A Unified View of Loss Functions in Learning to Rank
Tie-Yan Liu Wei Chen,Yanyan Lan
Abstract:This paper provides a unified view of loss functions used in learning to rank. Loss function is a key component in learning to rank, because it encodes human knowledge on evaluation of ranking and guides the process of learning. Many loss functions have been proposed in the literature of learning to rank, with different forms and different motivations, and have been exploited in the development of various algorithms. However, there are several questions not well answered yet regarding the loss functions: (i) what is the relationship among them? (ii) can the optimization of them lead to the maximization of IR measures such as NDCG? (iii) how can we modify them to improve the performance of learning algorithms?

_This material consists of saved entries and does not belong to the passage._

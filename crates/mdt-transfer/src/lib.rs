//! # mdt-transfer — Transfer-Session Assembly
//!
//! Assembles, from loosely-typed external records, the validated set of
//! cryptographic and descriptive materials needed to start one secure
//! document-presentation session (an ISO 18013-5 mdoc exchange).
//!
//! ## Architecture
//!
//! - **Input** (`request.rs`): [`RawTransferRequest`] — five
//!   independently-keyed per-document maps plus session-global fields,
//!   exactly as delivered by the wallet storage layer.
//! - **Key material** (`key_material.rs`): [`KeyMaterialResolver`] turns
//!   a versioned [`KeyDescriptor`] record and a key index into a
//!   [`PrivateKeyHandle`] bound to a registered secure area. Raw key
//!   bytes never appear in this crate.
//! - **Assembly** (`assembler.rs`): [`TransferAssembler`] joins the maps,
//!   parses wire tokens, resolves key material, parses trust anchors, and
//!   produces an [`Assembly`] — the validated [`TransferContext`]
//!   together with diagnostics for every per-document exclusion.
//! - **Output** (`context.rs`): [`TransferContext`] — the immutable
//!   bundle consumed by the session layer for the lifetime of one
//!   presentation exchange.
//!
//! ## Failure Policy
//!
//! A malformed trust anchor fails the whole assembly — no partial
//! context. Everything per-document degrades instead: an unrecognized
//! token or unresolvable key material excludes that document from the
//! affected output map only, and the exclusion is reported in
//! [`Assembly::skipped`] so operators can see why a document is
//! unsignable.

pub mod assembler;
pub mod context;
pub mod key_material;
pub mod request;

pub use assembler::{AffectedMap, Assembly, AssemblyError, SkippedEntry, TransferAssembler};
pub use context::TransferContext;
pub use key_material::{
    KeyDescriptor, KeyMaterialResolver, KeyResolutionError, PrivateKeyHandle,
    KEY_DESCRIPTOR_VERSION,
};
pub use request::RawTransferRequest;
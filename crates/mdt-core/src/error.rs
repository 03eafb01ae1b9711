//! # Error Types — Validation and Token Parsing
//!
//! Construction-time validation errors for domain primitives and the
//! token-parsing errors produced at the assembly boundary. All errors use
//! `thiserror` for derive-based `Display` and `Error` implementations.

use thiserror::Error;

/// Errors from domain-primitive construction.
#[derive(Error, Debug, Clone, PartialEq, Eq)]
pub enum ValidationError {
    /// Document identifiers are the join key across all per-document maps
    /// and must be non-empty.
    #[error("document id must be non-empty")]
    EmptyDocumentId,
}

/// Errors from parsing free-text wire tokens into closed enums.
///
/// A token error is non-fatal at the assembly layer — the affected
/// document is excluded from the corresponding output map and the
/// exclusion is reported as a diagnostic.
#[derive(Error, Debug, Clone, PartialEq, Eq)]
pub enum TokenError {
    /// The data-format token names no known document encoding.
    #[error("unrecognized data format token: {0:?}")]
    UnknownDataFormat(String),

    /// The document-type token names no known document type.
    #[error("unrecognized document type token: {0:?}")]
    UnknownDocType(String),
}

#[cfg(test)]
mod tests {
    use super::*;

    #[test]
    fn token_error_display_includes_token() {
        let err = TokenError::UnknownDataFormat("mdoc+weird".to_string());
        assert!(format!("{err}").contains("mdoc+weird"));

        let err = TokenError::UnknownDocType("org.example.unknown".to_string());
        assert!(format!("{err}").contains("org.example.unknown"));
    }

    #[test]
    fn validation_error_display() {
        let err = ValidationError::EmptyDocumentId;
        assert!(format!("{err}").contains("non-empty"));
    }
}
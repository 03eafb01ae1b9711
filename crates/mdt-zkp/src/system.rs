//! # Proof-System Capability Interface
//!
//! A zero-knowledge proof system advertises what it can prove through
//! [`ZkSystemSpec`] values; the [`ZkSystem`] trait is the seam between
//! the negotiation layer and concrete implementations.

use std::collections::BTreeMap;

use serde::{Deserialize, Serialize};
use sha2::{Digest, Sha256};

/// One concrete proof capability offered by a proof system.
///
/// A spec names the algorithm family and carries the parameters a
/// verifier needs to select it during capability negotiation (curve,
/// circuit identifier, hash choice, …). Parameters are an ordered map so
/// the serialized form — and therefore [`fingerprint_hex`](Self::fingerprint_hex)
/// — is deterministic.
#[derive(Debug, Clone, PartialEq, Eq, Serialize, Deserialize)]
pub struct ZkSystemSpec {
    /// Unique identifier of this spec within the advertising system.
    pub id: String,
    /// Algorithm family (e.g. `groth16`, `bulletproofs`).
    pub system: String,
    /// Negotiation parameters, keyed by parameter name.
    #[serde(default, skip_serializing_if = "BTreeMap::is_empty")]
    pub params: BTreeMap<String, serde_json::Value>,
}

impl ZkSystemSpec {
    /// Create a spec with no parameters.
    pub fn new(id: impl Into<String>, system: impl Into<String>) -> Self {
        Self {
            id: id.into(),
            system: system.into(),
            params: BTreeMap::new(),
        }
    }

    /// Add a negotiation parameter.
    pub fn with_param(mut self, key: impl Into<String>, value: serde_json::Value) -> Self {
        self.params.insert(key.into(), value);
        self
    }

    /// SHA-256 fingerprint of the serialized spec, lowercase hex.
    ///
    /// Stable across processes: `params` is a `BTreeMap`, so the JSON
    /// serialization is key-ordered.
    pub fn fingerprint_hex(&self) -> String {
        let bytes = serde_json::to_vec(self).expect("spec serialization is infallible");
        let digest = Sha256::digest(&bytes);
        digest.iter().map(|b| format!("{b:02x}")).collect()
    }
}

/// Capability interface implemented by a pluggable proof system.
///
/// The negotiation layer treats implementations uniformly: a name for
/// selection and the specs the system can satisfy. `Send + Sync` bounds
/// allow registry handles to cross thread boundaries.
pub trait ZkSystem: Send + Sync {
    /// The system's registry name.
    fn name(&self) -> &str;

    /// The proof capabilities this system offers, in advertisement order.
    fn specs(&self) -> &[ZkSystemSpec];
}

/// A data-backed [`ZkSystem`] whose capabilities are known up front.
///
/// Most proof systems register through this type; implementations that
/// compute their spec list dynamically implement [`ZkSystem`] directly.
#[derive(Debug, Clone, PartialEq, Eq, Serialize, Deserialize)]
pub struct ZkSystemDescriptor {
    name: String,
    specs: Vec<ZkSystemSpec>,
}

impl ZkSystemDescriptor {
    /// Create a descriptor from a name and its ordered spec list.
    pub fn new(name: impl Into<String>, specs: Vec<ZkSystemSpec>) -> Self {
        Self {
            name: name.into(),
            specs,
        }
    }
}

impl ZkSystem for ZkSystemDescriptor {
    fn name(&self) -> &str {
        &self.name
    }

    fn specs(&self) -> &[ZkSystemSpec] {
        &self.specs
    }
}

In this paper, we try to answer these questions by proposing a quantity named ‘the unified loss for ranking’. The unified loss is defined by modeling ranking as a sequence of classification tasks, and assigning different weights to the tasks to reflect their importance in the overall ranking problem. With regards to the unified loss, we obtain the following three theoretical results. First, the loss functions in most existing algorithms, such as Ranking SVM, RankNet, RankBoost, and ListMLE, are margin-based surrogate losses (and also upper bounds) of the unified loss with uniform weight. Second, the unified loss is an upper bound of one minus NDCG, when the weights are set according to the position discount function and the gain function in NDCG. Third, if we can modify the loss functions of existing algorithms by introducing the weights in the unified loss, they are still upper bounds of the corresponding unified loss, and thus upper bounds of one minus NDCG. According to the results, we can expect that the minimization of the modified loss functions will lead to the effective maximization of NDCG. We have performed experiments on benchmark datasets to validate our theoretical findings. The results show that the ranking performances of the models trained with the modified loss functions can be much better than those of the models trained with the original loss functions.